递归语言模型邂逅不确定性：自反式程序搜索在长上下文中的惊人成效

摘要

长文本处理始终是语言模型的核心挑战：即使具备扩展的上下文窗口，模型仍难以可靠地提取、推理和利用长文本中的信息。近期提出的递归语言模型（RLM）通过智能代理方式，在推理时以程序化交互将长文本分解为递归子调用来解决这一难题。虽然前景可观，但RLM的成功关键取决于上下文交互程序的选择策略，而这一领域尚未得到充分探索。本文针对该问题提出SRLM框架，通过引入具备不确定性感知的自反思机制来增强程序化上下文交互。SRLM利用三种内在信号——自洽性、推理长度和显性置信度——作为模型内部不确定性的互补指标，借此评估和比较候选的上下文交互程序。在多样化基准数据集、文本长度和骨干模型上的大量实验表明，SRLM始终优于最先进的基线模型，在相同时间预算下较RLM提升达22%。我们的研究发现：递归本身并非RLM性能提升的主因，简单的自反思程序搜索即可匹配或超越RLM，且无需自查询或显式递归机制；对于模型窗口内的文本长度，带递归的RLM反而会降低基线模型性能，而SRLM在长短文本中均能稳定提升；在语义密集型任务中，RLM的启发式程序搜索效果有限，而SRLM的自反思机制能提供语义信号，更有效地引导推理过程。

English

Long-context handling remains a core challenge for language models: even with extended context windows, models often fail to reliably extract, reason over, and use the information across long contexts. Recent works like Recursive Language Models (RLM) have approached this challenge by agentic way of decomposing long contexts into recursive sub-calls through programmatic interaction at inference. While promising, the success of RLM critically depends on how these context-interaction programs are selected, which has remained largely unexplored.
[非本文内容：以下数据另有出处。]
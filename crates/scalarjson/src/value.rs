//! Scalar JSON values.
//!
//! This module defines the [`Value`] enum produced by the parser and its
//! discriminant, [`ValueType`].
use core::fmt;

/// A scalar JSON value.
///
/// The numeric payload only exists on [`Value::Number`], so no other variant
/// can expose a stale number.
///
/// # Examples
///
/// ```
/// use scalarjson::{Value, ValueType};
///
/// let v = Value::Number(1e10);
/// assert_eq!(v.value_type(), ValueType::Number);
/// assert_eq!(v.number(), 1e10);
/// ```
#[cfg_attr(feature = "serde", derive(serde::Serialize, serde::Deserialize))]
#[derive(Clone, Copy, Debug, Default, PartialEq)]
pub enum Value {
    /// `null`
    #[default]
    Null,
    /// `true`
    True,
    /// `false`
    False,
    /// A finite number.
    Number(f64),
}

/// The discriminant of a [`Value`].
#[cfg_attr(feature = "serde", derive(serde::Serialize, serde::Deserialize))]
#[derive(Clone, Copy, Debug, PartialEq, Eq, Hash)]
pub enum ValueType {
    /// `null`
    Null,
    /// `false`
    False,
    /// `true`
    True,
    /// A number.
    Number,
}

impl fmt::Display for ValueType {
    fn fmt(&self, f: &mut fmt::Formatter<'_>) -> fmt::Result {
        f.write_str(match self {
            Self::Null => "null",
            Self::False => "false",
            Self::True => "true",
            Self::Number => "number",
        })
    }
}

impl From<bool> for Value {
    fn from(v: bool) -> Self {
        if v { Self::True } else { Self::False }
    }
}

impl Value {
    /// Returns the discriminant of this value.
    #[must_use]
    pub fn value_type(&self) -> ValueType {
        match self {
            Self::Null => ValueType::Null,
            Self::True => ValueType::True,
            Self::False => ValueType::False,
            Self::Number(_) => ValueType::Number,
        }
    }

    /// Returns the numeric payload.
    ///
    /// # Panics
    ///
    /// Panics if the value is not a [`Value::Number`]. Use
    /// [`Value::as_number`] when the type is not known in advance.
    #[must_use]
    #[track_caller]
    pub fn number(&self) -> f64 {
        match self {
            Self::Number(n) => *n,
            other => panic!("`Value::number` called on a {} value", other.value_type()),
        }
    }

    /// Returns the numeric payload, or `None` for non-numbers.
    ///
    /// # Examples
    ///
    /// ```
    /// use scalarjson::Value;
    ///
    /// assert_eq!(Value::Number(-0.5).as_number(), Some(-0.5));
    /// assert_eq!(Value::Null.as_number(), None);
    /// ```
    #[must_use]
    pub fn as_number(&self) -> Option<f64> {
        match self {
            Self::Number(n) => Some(*n),
            _ => None,
        }
    }

    /// Returns the boolean for `true`/`false`, or `None` otherwise.
    #[must_use]
    pub fn as_bool(&self) -> Option<bool> {
        match self {
            Self::True => Some(true),
            Self::False => Some(false),
            _ => None,
        }
    }

    /// Returns `true` if the value is [`Null`].
    ///
    /// [`Null`]: Value::Null
    #[must_use]
    pub fn is_null(&self) -> bool {
        matches!(self, Self::Null)
    }

    /// Returns `true` if the value is [`True`] or [`False`].
    ///
    /// [`True`]: Value::True
    /// [`False`]: Value::False
    #[must_use]
    pub fn is_bool(&self) -> bool {
        matches!(self, Self::True | Self::False)
    }

    /// Returns `true` if the value is [`Number`].
    ///
    /// [`Number`]: Value::Number
    #[must_use]
    pub fn is_number(&self) -> bool {
        matches!(self, Self::Number(..))
    }
}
In this paper, we study this problem and introduce SRLM, a framework that augments programmatic context interaction with uncertainty-aware Self-Reflection. SRLM leverages three intrinsic signals: self consistency, reasoning length, and verbalized confidence. These serve as complementary indicators of a model's internal uncertainty, and the model uses them to evaluate and compare candidate context-interaction programs. Extensive experiments across diverse benchmark datasets, context lengths, and backbone models, show that SRLM consistently outperforms state-of-the-art baselines, yielding up to 22% improvement over RLM under the same time budget. Our findings show that recursion itself is not the primary driver of performance in RLM, and a simple self-reflective program search can match or surpass RLM without requiring self-query or explicit recursion mechanisms. We find that for context lengths within the model's window, RLMs with recursion often degrade performance relative to the base model, whereas SRLM yields consistent gains across both short and long contexts. We also find that RLM is less effective in tasks with semantically intensive nature, where heuristic program search is insufficient and broader contextual understanding is required, while self-reflection in SRLM provides a semantic signal that better steers reasoning in these scenarios.